* [Prompt]: Please copy out the lines in the entries that contain "SimConfig".

* [Given records]:
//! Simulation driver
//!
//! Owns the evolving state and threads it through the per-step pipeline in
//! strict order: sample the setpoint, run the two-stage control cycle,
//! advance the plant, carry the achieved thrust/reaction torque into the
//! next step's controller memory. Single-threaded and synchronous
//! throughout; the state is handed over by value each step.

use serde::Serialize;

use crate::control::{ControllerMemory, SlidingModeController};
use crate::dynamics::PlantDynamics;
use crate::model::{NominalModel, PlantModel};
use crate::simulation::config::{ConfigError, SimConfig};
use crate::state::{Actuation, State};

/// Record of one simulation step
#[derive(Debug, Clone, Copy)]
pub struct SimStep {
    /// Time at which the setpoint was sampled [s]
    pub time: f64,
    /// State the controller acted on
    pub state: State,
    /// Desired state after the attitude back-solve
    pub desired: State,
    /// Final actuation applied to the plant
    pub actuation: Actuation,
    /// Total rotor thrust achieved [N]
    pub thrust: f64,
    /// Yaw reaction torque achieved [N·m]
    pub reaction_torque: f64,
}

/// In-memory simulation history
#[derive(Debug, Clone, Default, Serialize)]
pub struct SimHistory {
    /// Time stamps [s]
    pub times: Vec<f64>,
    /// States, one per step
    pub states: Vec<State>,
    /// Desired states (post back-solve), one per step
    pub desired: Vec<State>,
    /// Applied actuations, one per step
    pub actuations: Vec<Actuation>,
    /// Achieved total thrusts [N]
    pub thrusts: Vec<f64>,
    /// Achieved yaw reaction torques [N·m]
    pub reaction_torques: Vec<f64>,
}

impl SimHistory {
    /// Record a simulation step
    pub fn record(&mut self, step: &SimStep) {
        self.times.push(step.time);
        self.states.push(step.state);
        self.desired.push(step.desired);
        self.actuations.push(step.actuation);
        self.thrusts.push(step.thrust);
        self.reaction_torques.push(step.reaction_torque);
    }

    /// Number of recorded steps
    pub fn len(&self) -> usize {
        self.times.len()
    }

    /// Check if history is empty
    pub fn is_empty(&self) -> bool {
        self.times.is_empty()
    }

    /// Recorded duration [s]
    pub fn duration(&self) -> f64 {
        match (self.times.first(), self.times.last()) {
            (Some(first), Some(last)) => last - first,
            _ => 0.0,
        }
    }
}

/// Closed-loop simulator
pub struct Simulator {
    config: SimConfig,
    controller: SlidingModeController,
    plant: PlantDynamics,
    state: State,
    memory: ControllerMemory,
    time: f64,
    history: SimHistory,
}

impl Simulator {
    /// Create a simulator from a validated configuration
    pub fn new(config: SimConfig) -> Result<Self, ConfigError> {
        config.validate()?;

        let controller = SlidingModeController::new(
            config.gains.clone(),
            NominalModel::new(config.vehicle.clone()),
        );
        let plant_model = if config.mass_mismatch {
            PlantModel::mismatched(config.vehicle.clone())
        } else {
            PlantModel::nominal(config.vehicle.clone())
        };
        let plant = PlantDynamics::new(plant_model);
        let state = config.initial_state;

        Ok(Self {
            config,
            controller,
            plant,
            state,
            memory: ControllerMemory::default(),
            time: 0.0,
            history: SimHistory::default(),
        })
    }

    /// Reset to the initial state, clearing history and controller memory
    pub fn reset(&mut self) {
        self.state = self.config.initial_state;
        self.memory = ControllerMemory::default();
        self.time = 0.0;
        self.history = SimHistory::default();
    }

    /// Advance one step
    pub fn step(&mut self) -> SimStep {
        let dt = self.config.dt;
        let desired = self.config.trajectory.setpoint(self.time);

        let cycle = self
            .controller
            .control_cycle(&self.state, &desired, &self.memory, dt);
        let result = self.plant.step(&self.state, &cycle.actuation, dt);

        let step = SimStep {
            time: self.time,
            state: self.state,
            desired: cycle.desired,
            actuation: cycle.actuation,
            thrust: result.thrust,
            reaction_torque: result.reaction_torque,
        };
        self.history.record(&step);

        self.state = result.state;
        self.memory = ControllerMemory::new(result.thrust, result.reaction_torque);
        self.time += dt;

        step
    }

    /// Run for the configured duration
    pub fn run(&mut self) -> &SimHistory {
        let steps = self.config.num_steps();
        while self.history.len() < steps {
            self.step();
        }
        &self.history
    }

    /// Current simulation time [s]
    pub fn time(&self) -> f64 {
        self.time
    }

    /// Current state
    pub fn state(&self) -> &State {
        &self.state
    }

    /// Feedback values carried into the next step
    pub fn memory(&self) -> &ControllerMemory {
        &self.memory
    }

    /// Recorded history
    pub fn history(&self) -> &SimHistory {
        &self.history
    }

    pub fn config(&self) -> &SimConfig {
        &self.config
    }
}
---
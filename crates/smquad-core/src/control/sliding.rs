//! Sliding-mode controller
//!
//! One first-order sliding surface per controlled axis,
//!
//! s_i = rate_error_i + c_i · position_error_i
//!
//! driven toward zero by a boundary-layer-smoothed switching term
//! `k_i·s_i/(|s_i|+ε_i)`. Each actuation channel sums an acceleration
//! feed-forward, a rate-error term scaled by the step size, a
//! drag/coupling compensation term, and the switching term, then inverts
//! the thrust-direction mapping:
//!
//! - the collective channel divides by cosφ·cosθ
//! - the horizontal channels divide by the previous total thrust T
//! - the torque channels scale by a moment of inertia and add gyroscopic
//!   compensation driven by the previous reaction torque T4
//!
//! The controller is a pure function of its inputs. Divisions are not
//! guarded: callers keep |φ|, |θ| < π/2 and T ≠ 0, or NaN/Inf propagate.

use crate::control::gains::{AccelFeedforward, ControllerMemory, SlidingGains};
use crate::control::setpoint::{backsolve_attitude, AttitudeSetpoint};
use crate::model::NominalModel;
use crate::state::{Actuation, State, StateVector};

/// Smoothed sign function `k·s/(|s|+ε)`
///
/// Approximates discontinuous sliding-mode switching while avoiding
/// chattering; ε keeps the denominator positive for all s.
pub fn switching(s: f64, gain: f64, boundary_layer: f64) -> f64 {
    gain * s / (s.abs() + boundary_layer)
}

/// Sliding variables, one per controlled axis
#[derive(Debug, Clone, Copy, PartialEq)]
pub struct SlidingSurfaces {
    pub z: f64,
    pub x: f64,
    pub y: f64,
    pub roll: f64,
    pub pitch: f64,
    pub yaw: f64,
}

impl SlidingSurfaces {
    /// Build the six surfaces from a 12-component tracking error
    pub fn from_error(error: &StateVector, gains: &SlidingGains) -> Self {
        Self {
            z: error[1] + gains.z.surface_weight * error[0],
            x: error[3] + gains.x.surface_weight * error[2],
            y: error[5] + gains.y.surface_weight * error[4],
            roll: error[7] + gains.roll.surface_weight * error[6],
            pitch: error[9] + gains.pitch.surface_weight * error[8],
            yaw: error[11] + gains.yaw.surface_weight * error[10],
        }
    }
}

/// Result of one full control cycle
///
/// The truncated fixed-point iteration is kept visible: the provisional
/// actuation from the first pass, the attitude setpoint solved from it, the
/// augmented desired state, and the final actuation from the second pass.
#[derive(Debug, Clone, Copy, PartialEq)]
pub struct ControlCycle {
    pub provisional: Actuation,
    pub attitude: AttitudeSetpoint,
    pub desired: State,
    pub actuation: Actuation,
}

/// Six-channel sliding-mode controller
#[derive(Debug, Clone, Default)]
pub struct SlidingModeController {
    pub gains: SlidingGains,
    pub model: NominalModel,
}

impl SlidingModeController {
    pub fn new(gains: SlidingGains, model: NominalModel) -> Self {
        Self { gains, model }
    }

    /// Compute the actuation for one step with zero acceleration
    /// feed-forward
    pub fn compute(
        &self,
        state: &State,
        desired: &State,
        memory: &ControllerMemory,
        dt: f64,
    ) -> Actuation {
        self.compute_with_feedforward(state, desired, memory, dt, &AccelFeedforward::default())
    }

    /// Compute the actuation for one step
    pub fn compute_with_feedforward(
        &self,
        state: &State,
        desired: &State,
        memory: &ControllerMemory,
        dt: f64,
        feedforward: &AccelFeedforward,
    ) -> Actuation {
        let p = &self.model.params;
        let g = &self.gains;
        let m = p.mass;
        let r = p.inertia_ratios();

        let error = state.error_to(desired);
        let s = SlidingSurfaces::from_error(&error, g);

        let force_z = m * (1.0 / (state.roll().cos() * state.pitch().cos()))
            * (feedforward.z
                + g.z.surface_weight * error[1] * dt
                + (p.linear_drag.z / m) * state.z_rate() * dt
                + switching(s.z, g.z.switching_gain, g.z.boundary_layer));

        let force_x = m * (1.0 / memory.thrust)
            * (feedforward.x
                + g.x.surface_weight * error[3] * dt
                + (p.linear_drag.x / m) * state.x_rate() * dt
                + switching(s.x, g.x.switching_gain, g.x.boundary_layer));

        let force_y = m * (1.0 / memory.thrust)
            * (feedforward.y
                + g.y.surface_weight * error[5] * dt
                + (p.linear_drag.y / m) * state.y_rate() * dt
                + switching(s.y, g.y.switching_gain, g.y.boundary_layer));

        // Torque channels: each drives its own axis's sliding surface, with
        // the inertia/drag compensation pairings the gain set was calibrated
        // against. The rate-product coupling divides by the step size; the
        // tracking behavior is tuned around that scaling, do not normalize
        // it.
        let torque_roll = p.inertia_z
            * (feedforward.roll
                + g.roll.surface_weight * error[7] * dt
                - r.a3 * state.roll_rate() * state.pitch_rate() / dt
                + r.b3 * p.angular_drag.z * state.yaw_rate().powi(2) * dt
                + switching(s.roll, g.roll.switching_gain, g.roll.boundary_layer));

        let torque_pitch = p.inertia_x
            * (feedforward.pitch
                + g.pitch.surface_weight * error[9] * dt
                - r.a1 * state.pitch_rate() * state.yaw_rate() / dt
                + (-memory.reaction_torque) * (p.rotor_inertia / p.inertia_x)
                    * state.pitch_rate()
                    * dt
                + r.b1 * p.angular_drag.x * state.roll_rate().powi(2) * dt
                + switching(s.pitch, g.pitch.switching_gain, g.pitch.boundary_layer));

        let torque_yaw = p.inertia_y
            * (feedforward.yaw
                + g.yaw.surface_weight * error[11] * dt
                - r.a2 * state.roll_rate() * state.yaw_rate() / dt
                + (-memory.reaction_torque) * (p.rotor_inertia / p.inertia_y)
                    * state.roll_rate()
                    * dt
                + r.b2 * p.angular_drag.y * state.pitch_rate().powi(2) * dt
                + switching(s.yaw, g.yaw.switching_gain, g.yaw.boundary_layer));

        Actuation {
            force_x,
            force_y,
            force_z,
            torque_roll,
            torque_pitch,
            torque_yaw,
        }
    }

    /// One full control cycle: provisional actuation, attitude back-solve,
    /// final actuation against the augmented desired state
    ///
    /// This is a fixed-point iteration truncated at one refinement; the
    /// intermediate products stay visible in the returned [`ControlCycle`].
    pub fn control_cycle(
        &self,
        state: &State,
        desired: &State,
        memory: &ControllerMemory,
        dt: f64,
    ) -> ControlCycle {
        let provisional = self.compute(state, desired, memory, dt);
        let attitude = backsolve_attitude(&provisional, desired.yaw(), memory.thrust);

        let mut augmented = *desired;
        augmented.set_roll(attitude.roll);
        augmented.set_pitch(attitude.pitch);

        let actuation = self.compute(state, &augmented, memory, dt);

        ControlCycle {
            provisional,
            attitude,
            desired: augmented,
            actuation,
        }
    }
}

* [Your response]:
use crate::simulation::config::{ConfigError, SimConfig};
    config: SimConfig,
    pub fn new(config: SimConfig) -> Result<Self, ConfigError> {
    pub fn config(&self) -> &SimConfig {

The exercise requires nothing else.